Por eso, conviene reflexionar en profundidad acerca de todo aquello que cada uno tiene pendiente de concluir al día de hoy, y no estaría de más que se empeñara en resolverlo ya.

La tendencia en el Universo es a la economía de energía. Las acumulaciones no son económicas porque son un lastre que hay que remolcar y eso siempre resulta caro.

Soltar lastre es un buen comienzo para la muerte lúcida.

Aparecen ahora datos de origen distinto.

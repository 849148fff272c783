//! Random demo graph generation.

use log::info;
use rand::{Rng, SeedableRng, rngs::StdRng};

use settle::{
    geometry::Point,
    graph::{EdgeKind, Graph, GraphError},
    identifier::NodeId,
};

use crate::config::GeneratorConfig;

/// Builds a graph of `node_count` nodes evenly spaced on a circle.
///
/// Every unordered pair is linked by a reciprocal [`EdgeKind::Colleague`]
/// edge with probability `connection_probability`, with a strength drawn
/// from `[0.3, 1)`. The same seed always yields the same graph.
pub fn generate(config: &GeneratorConfig) -> Result<Graph, GraphError> {
    let count = config.node_count();
    let mut rng = StdRng::seed_from_u64(config.seed());

    let mut graph = Graph::with_capacity(count);
    for _ in 0..count {
        graph.add_node(Point::ZERO);
    }
    graph.arrange_on_circle(config.world_radius());

    for i in 0..count {
        for j in (i + 1)..count {
            if rng.random::<f32>() < config.connection_probability() {
                let strength = rng.random_range(0.3..1.0);
                graph.connect(NodeId::new(i), NodeId::new(j), strength, EdgeKind::Colleague)?;
            }
        }
    }

    info!(
        node_count = graph.len(),
        edge_count = graph.edge_count();
        "Generated graph"
    );
    Ok(graph)
}
//! One digest run: list uploads, resolve the playlist, reconcile, insert,
//! and report.
//!
//! The pipeline is strictly linear and never revisits a stage. Per-channel
//! listing failures and per-video insertion failures are collected rather
//! than raised, so one bad channel or video cannot sink the rest of the run.

use crate::config::{Category, PlaylistSettings};
use crate::platform::{Platform, PlaylistRef, PrivacyStatus, Upload, UploadWindow};
use crate::reconcile::reconcile;
use crate::youtube_api::error::ApiError;
use jiff::civil::Date;
use std::collections::HashSet;
use std::fmt;

/// What a completed run did, for the end-of-run summary.
///
/// A report with a non-empty `failures` list still counts as a completed
/// run; partial progress is the point of failure isolation.
#[derive(Debug)]
pub struct RunReport {
    pub category: String,
    pub date: Date,
    pub playlist_title: String,
    /// The resolved playlist; `None` when the run ended before resolving
    /// one (no candidates, or resolution itself failed).
    pub playlist: Option<PlaylistRef>,
    /// Candidate videos found across all channels, before deduplication.
    pub found: usize,
    /// Candidates dropped because they were already in the playlist or
    /// duplicated another candidate.
    pub skipped: usize,
    pub added: usize,
    pub failures: Vec<Failure>,
}

impl RunReport {
    fn empty(category: &Category, date: Date, title: String, failures: Vec<Failure>) -> Self {
        Self {
            category: category.name.clone(),
            date,
            playlist_title: title,
            playlist: None,
            found: 0,
            skipped: 0,
            added: 0,
            failures,
        }
    }

    pub fn print(&self) {
        println!();
        println!("Digest summary for {} on {}", self.category, self.date);
        println!("  playlist: {}", self.playlist_title);
        if let Some(playlist) = &self.playlist {
            println!("  url:      {}", playlist.url());
        }
        println!("  found:    {}", self.found);
        println!("  skipped:  {} (already in the playlist or duplicate)", self.skipped);
        println!("  added:    {}", self.added);
        if self.failures.is_empty() {
            println!("  failures: none");
        } else {
            println!("  failures: {}", self.failures.len());
            for failure in &self.failures {
                println!("    - {failure}");
            }
        }
    }
}

/// A recoverable failure recorded during the run.
#[derive(Debug)]
pub enum Failure {
    Listing {
        label: String,
        channel_id: String,
        error: ApiError,
    },
    Resolve {
        title: String,
        error: ApiError,
    },
    Membership {
        title: String,
        error: ApiError,
    },
    Insert {
        video_id: String,
        title: String,
        error: ApiError,
    },
}

impl fmt::Display for Failure {
    fn fmt(&self, f: &mut fmt::Formatter<'_>) -> fmt::Result {
        match self {
            Failure::Listing {
                label,
                channel_id,
                error,
            } => write!(f, "listing {label} ({channel_id}): {error}"),
            Failure::Resolve { title, error } => write!(f, "resolving playlist {title}: {error}"),
            Failure::Membership { title, error } => {
                write!(f, "fetching members of {title}: {error}")
            }
            Failure::Insert {
                video_id,
                title,
                error,
            } => write!(f, "adding {title} ({video_id}): {error}"),
        }
    }
}

/// Runs the whole pipeline for one category and date.
pub async fn run<P: Platform>(
    platform: &P,
    category: &Category,
    date: Date,
    window: &UploadWindow,
    playlist_settings: &PlaylistSettings,
) -> RunReport {
    let title = category.playlist_title(date);
    let mut failures = Vec::new();

    let candidates = collect_candidates(platform, category, window, &mut failures).await;
    let found = candidates.len();
    if candidates.is_empty() {
        tracing::info!(category = %category.name, %date, "no uploads found, leaving playlists untouched");
        return RunReport::empty(category, date, title, failures);
    }

    let description = playlist_settings.description(&category.name, date);
    let resolved =
        match resolve_playlist(platform, &title, &description, playlist_settings.privacy).await {
            Ok(resolved) => resolved,
            Err(error) => {
                tracing::error!(%title, %error, "could not resolve target playlist");
                let mut report = RunReport::empty(category, date, title.clone(), failures);
                report.found = found;
                report.failures.push(Failure::Resolve { title, error });
                return report;
            }
        };

    // A playlist created moments ago is empty; only pre-existing ones need
    // their membership fetched.
    let already_present = if resolved.created {
        HashSet::new()
    } else {
        match platform.playlist_members(&resolved.playlist.id).await {
            Ok(members) => members,
            Err(error) => {
                // Without the membership set, inserting could double up
                // videos added by an earlier run; stop here instead.
                tracing::error!(%title, %error, "could not fetch playlist membership");
                let mut report = RunReport::empty(category, date, title.clone(), failures);
                report.found = found;
                report.playlist = Some(resolved.playlist);
                report.failures.push(Failure::Membership { title, error });
                return report;
            }
        }
    };

    let to_insert = reconcile(candidates, &already_present);
    let skipped = found - to_insert.len();
    let added = append_videos(platform, &resolved.playlist, &to_insert, &mut failures).await;

    RunReport {
        category: category.name.clone(),
        date,
        playlist_title: title,
        playlist: Some(resolved.playlist),
        found,
        skipped,
        added,
        failures,
    }
}

/// Lists uploads for every channel of the category, isolating per-channel
/// failures, and merges the results oldest-first.
async fn collect_candidates<P: Platform>(
    platform: &P,
    category: &Category,
    window: &UploadWindow,
    failures: &mut Vec<Failure>,
) -> Vec<Upload> {
    let mut candidates = Vec::new();
    for channel in &category.channels {
        match platform.list_uploads(&channel.channel_id, window).await {
            Ok(uploads) => {
                tracing::info!(channel = %channel.label, count = uploads.len(), "listed uploads");
                candidates.extend(uploads);
            }
            Err(error) => {
                tracing::warn!(
                    channel = %channel.label,
                    %error,
                    "listing failed, continuing with remaining channels"
                );
                failures.push(Failure::Listing {
                    label: channel.label.clone(),
                    channel_id: channel.channel_id.clone(),
                    error,
                });
            }
        }
    }
    // Upload time ascending across all channels; the stable sort keeps
    // per-channel order (and thus category channel order) for ties.
    candidates.sort_by_key(|upload| upload.published_at);
    candidates
}

pub(crate) struct ResolvedPlaylist {
    pub playlist: PlaylistRef,
    pub created: bool,
}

La muerte lúcida no es una forma de morir, es una forma de encarar la vida con conocimiento y vivencia de la trascendencia, es un concepto que supone que la persona ha vivido con lucidez, con plenitud, conocedora de su realidad multidimensional y emprende el viaje con la confianza, la alegría y el amor que le otorga conocer su presente continuo.